Nitrogen, phosphorus and silicon are important nutrients for plants, but it is not clear how these elements are transported around the world. Arthur Beusen developed mathematical models to decribe the global biochemical cycles of these nutrients and make projections. This research was done as part of the Integrated Model to Assess the Global Environment (IMAGE), and a result of close collaboration between PBL Netherlands Environmental Assessment Agency and the University of Utrecht.
One of the models developed was a lumped global model to calculate global annual river export of dissolved silicon to the ocean. Results show that the main factors determining river export of dissolved sillicon include precipitation, soil bulk density, the occurrence of volcanic rock and relief. The importance of soil bulk density confirms the role of biological processes in the global silicon cycle.
Another model analysed the uncertainty s of ammonia volatilisation. In large parts of the world, the animal nitrogen excretion rate is the largest determinant in the total emission of agricultural ammonia. However, in countries with industrial production systems, contributions from animal housing and storage systems are more important.
Furthermore, the models showd that denitrification has not kept pace with the increase in anthropogenic nitrogen sources (fertilizers and manure) and that riparian zones could be an important global source of nitrous oxide.

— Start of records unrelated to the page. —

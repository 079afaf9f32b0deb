//! SLA and logistics-exception projections.
//!
//! Read-only: nothing here writes to the store.

use std::collections::BTreeMap;

use serde::{Deserialize, Serialize};
use time::OffsetDateTime;

use rma_storage::{CaseRecord, ServiceEventRecord, Stage};

use crate::registry::map_stage_to_event_type;

/// How long a case has been in its current stage.
#[derive(Debug, Clone, PartialEq, Serialize)]
pub struct StageAge {
    pub case_id: String,
    pub stage: Stage,
    #[serde(with = "time::serde::rfc3339")]
    pub entered_at: OffsetDateTime,
    pub hours_in_stage: f64,
    pub is_sla_overdue: bool,
}

#[derive(Debug, Clone, Copy, PartialEq, Eq, PartialOrd, Ord, Hash, Serialize, Deserialize)]
#[serde(rename_all = "snake_case")]
pub enum LogisticsException {
    NeedsInboundTracking,
    NeedsOutboundTracking,
    OutboundInTransit,
    SlaOverdue,
}

impl LogisticsException {
    pub fn as_str(self) -> &'static str {
        match self {
            LogisticsException::NeedsInboundTracking => "needs_inbound_tracking",
            LogisticsException::NeedsOutboundTracking => "needs_outbound_tracking",
            LogisticsException::OutboundInTransit => "outbound_in_transit",
            LogisticsException::SlaOverdue => "sla_overdue",
        }
    }
}

/// A case with at least one logistics exception.
#[derive(Debug, Clone, PartialEq, Serialize)]
pub struct CaseExceptions {
    pub case: CaseRecord,
    pub exception_types: Vec<LogisticsException>,
}

/// Open, non-terminal case whose SLA deadline has passed.
pub fn is_sla_overdue(case: &CaseRecord, now: OffsetDateTime) -> bool {
    case.stage != Stage::BackToCustomer && case.sla_due_at.is_some_and(|due| due < now)
}

/// Stage-entry time and age for `case`.
///
/// The entry time is the newest ledger event of this case whose type maps
/// from the current stage, falling back to `created_at`. Ages are clamped
/// at zero when the entry time lies in the future.
pub fn time_in_stage(
    case: &CaseRecord,
    events: &[ServiceEventRecord],
    now: OffsetDateTime,
) -> StageAge {
    let wanted = map_stage_to_event_type(case.stage);
    let entered_at = events
        .iter()
        .filter(|e| e.event_type == wanted && e.case_id.as_deref() == Some(case.id.as_str()))
        .map(|e| e.created_at)
        .max()
        .unwrap_or(case.created_at);

    let seconds = (now - entered_at).as_seconds_f64().max(0.0);

    StageAge {
        case_id: case.id.clone(),
        stage: case.stage,
        entered_at,
        hours_in_stage: seconds / 3600.0,
        is_sla_overdue: is_sla_overdue(case, now),
    }
}

/// Every logistics exception that applies to `case`, in a fixed order.
pub fn classify_logistics_exceptions(
    case: &CaseRecord,
    now: OffsetDateTime,
) -> Vec<LogisticsException> {
    let mut found = Vec::new();
    match case.stage {
        Stage::Received if is_blank(case.inbound_tracking_number.as_deref()) => {
            found.push(LogisticsException::NeedsInboundTracking);
        }
        Stage::RepairedReplaced if is_blank(case.outbound_tracking_number.as_deref()) => {
            found.push(LogisticsException::NeedsOutboundTracking);
        }
        Stage::BackToCustomer
            if !is_blank(case.outbound_tracking_number.as_deref())
                && case.delivered_back_at.is_none() =>
        {
            found.push(LogisticsException::OutboundInTransit);
        }
        _ => {}
    }
    if is_sla_overdue(case, now) {
        found.push(LogisticsException::SlaOverdue);
    }
    found
}

/// Count exceptions by type across `reports`.
pub fn summarize_exceptions(reports: &[CaseExceptions]) -> BTreeMap<LogisticsException, usize> {
    let mut counts = BTreeMap::new();
    for report in reports {
        for kind in &report.exception_types {
            *counts.entry(*kind).or_insert(0) += 1;
        }
    }
    counts
}

fn is_blank(value: Option<&str>) -> bool {
    value.map_or(true, |v| v.trim().is_empty())
}
use std::future::Future;
use std::sync::Arc;

use time::macros::datetime;

use super::{make_case, make_serial_upsert, TestResult};
use crate::record::{CasePatch, Stage};
use crate::{ReturnStore, StorageError};

/// Number of concurrent tasks to spawn in each test.
const N: usize = 50;

pub(super) async fn run_concurrent_tests<S, F, Fut>(factory: &F) -> Vec<TestResult>
where
    S: ReturnStore,
    F: Fn() -> Fut,
    Fut: Future<Output = S>,
{
    vec![
        TestResult::from_result(
            "concurrent",
            "concurrent_upserts_create_one_entry",
            concurrent_upserts_create_one_entry(factory).await,
        ),
        TestResult::from_result(
            "concurrent",
            "concurrent_inserts_same_reference_exactly_one_wins",
            concurrent_inserts_same_reference_exactly_one_wins(factory).await,
        ),
        TestResult::from_result(
            "concurrent",
            "concurrent_updates_exactly_one_wins",
            concurrent_updates_exactly_one_wins(factory).await,
        ),
        TestResult::from_result(
            "concurrent",
            "concurrent_increments_all_counted",
            concurrent_increments_all_counted(factory).await,
        ),
    ]
}

// ── Concurrent upsert: one registry entry ───────────────────────────────────

/// N tasks upsert the same serial, each offering a different candidate id.
/// Every task must observe the same entry id and exactly one entry exists.
async fn concurrent_upserts_create_one_entry<S, F, Fut>(factory: &F) -> Result<(), String>
where
    S: ReturnStore,
    F: Fn() -> Fut,
    Fut: Future<Output = S>,
{
    let store = Arc::new(factory().await);

    let mut handles = Vec::new();
    for i in 0..N {
        let s = store.clone();
        handles.push(tokio::spawn(async move {
            s.upsert_serial(make_serial_upsert(&format!("serial-{i}"), "RACE-1"))
                .await
        }));
    }

    let mut ids = std::collections::BTreeSet::new();
    for handle in handles {
        let entry = handle
            .await
            .map_err(|e| format!("task panic: {e}"))?
            .map_err(|e: StorageError| format!("storage error: {e}"))?;
        ids.insert(entry.id);
    }
    if ids.len() != 1 {
        return Err(format!("expected one entry id, saw {}: {ids:?}", ids.len()));
    }

    let entry = store
        .get_serial("RACE-1")
        .await
        .map_err(|e| format!("get: {e}"))?
        .ok_or_else(|| "entry missing after upserts".to_string())?;
    if !ids.contains(&entry.id) {
        return Err(format!("stored id {} not returned to any caller", entry.id));
    }
    if entry.case_count != 0 {
        return Err(format!("upserts changed count to {}", entry.case_count));
    }
    Ok(())
}

// ── Concurrent insert: exactly one case per open reference ──────────────────

async fn concurrent_inserts_same_reference_exactly_one_wins<S, F, Fut>(
    factory: &F,
) -> Result<(), String>
where
    S: ReturnStore,
    F: Fn() -> Fut,
    Fut: Future<Output = S>,
{
    let store = Arc::new(factory().await);

    let mut handles = Vec::new();
    for i in 0..N {
        let s = store.clone();
        handles.push(tokio::spawn(async move {
            match s
                .insert_case(make_case(&format!("case-{i}"), "ref-race"))
                .await
            {
                Ok(_) => Ok(true),
                Err(StorageError::DuplicateReference { .. }) => Ok(false),
                Err(e) => Err(e),
            }
        }));
    }

    let mut winners = 0usize;
    for handle in handles {
        let won = handle
            .await
            .map_err(|e| format!("task panic: {e}"))?
            .map_err(|e: StorageError| format!("storage error: {e}"))?;
        if won {
            winners += 1;
        }
    }
    if winners != 1 {
        return Err(format!("expected exactly 1 winner, got {winners}"));
    }
    Ok(())
}

// ── Concurrent update: exactly one wins ─────────────────────────────────────

/// N tasks each try to move the same case from version 0. Exactly one
/// update succeeds; the rest must get ConcurrentConflict.
async fn concurrent_updates_exactly_one_wins<S, F, Fut>(factory: &F) -> Result<(), String>
where
    S: ReturnStore,
    F: Fn() -> Fut,
    Fut: Future<Output = S>,
{
    let store = Arc::new(factory().await);
    store
        .insert_case(make_case("case-1", "ref-1"))
        .await
        .map_err(|e| format!("insert: {e}"))?;

    let mut handles = Vec::new();
    for _ in 0..N {
        let s = store.clone();
        handles.push(tokio::spawn(async move {
            let patch = CasePatch {
                stage: Some(Stage::Testing),
                ..CasePatch::default()
            };
            match s
                .update_case("case-1", 0, &patch, datetime!(2025-01-02 00:00 UTC))
                .await
            {
                Ok(_) => Ok(true),
                Err(StorageError::ConcurrentConflict { .. }) => Ok(false),
                Err(e) => Err(e),
            }
        }));
    }

    let mut winners = 0usize;
    let mut losers = 0usize;
    for handle in handles {
        let won = handle
            .await
            .map_err(|e| format!("task panic: {e}"))?
            .map_err(|e: StorageError| format!("storage error: {e}"))?;
        if won {
            winners += 1;
        } else {
            losers += 1;
        }
    }

    if winners != 1 {
        return Err(format!("expected exactly 1 winner, got {winners}"));
    }
    if losers != N - 1 {
        return Err(format!("expected {} losers, got {losers}", N - 1));
    }

    let case = store
        .get_case("case-1")
        .await
        .map_err(|e| format!("get: {e}"))?;
    if case.version != 1 {
        return Err(format!("expected version 1, got {}", case.version));
    }
    Ok(())
}

// ── Concurrent increments: no lost updates ──────────────────────────────────

async fn concurrent_increments_all_counted<S, F, Fut>(factory: &F) -> Result<(), String>
where
    S: ReturnStore,
    F: Fn() -> Fut,
    Fut: Future<Output = S>,
{
    let store = Arc::new(factory().await);
    let entry = store
        .upsert_serial(make_serial_upsert("serial-1", "COUNT-1"))
        .await
        .map_err(|e| format!("upsert: {e}"))?;

    let mut handles = Vec::new();
    for i in 0..N {
        let s = store.clone();
        let serial_id = entry.id.clone();
        handles.push(tokio::spawn(async move {
            s.increment_serial_case_count(&serial_id, &format!("case-{i}"))
                .await
        }));
    }
    for handle in handles {
        handle
            .await
            .map_err(|e| format!("task panic: {e}"))?
            .map_err(|e: StorageError| format!("storage error: {e}"))?;
    }

    let entry = store
        .get_serial("COUNT-1")
        .await
        .map_err(|e| format!("get: {e}"))?
        .ok_or_else(|| "entry missing".to_string())?;
    if entry.case_count != N as i64 {
        return Err(format!("expected count {N}, got {}", entry.case_count));
    }
    Ok(())
}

Finally, the thesis reveals that, over the past century, the increasing nutrient delivery by anthropogenic sources (expanding and intensifying agriculture, and sewage) and decreasing contributions from natural sources (deforestation) have led to increasing nitrogen and phosphorus export. The contribution of allochtonous organic matter from floodplain and wetland vegetation to nitrogen and phosphorus delivery to surface water is likely to be important, from a global perspective, but also very uncertain, and this source is among the main candidate subjects for future research.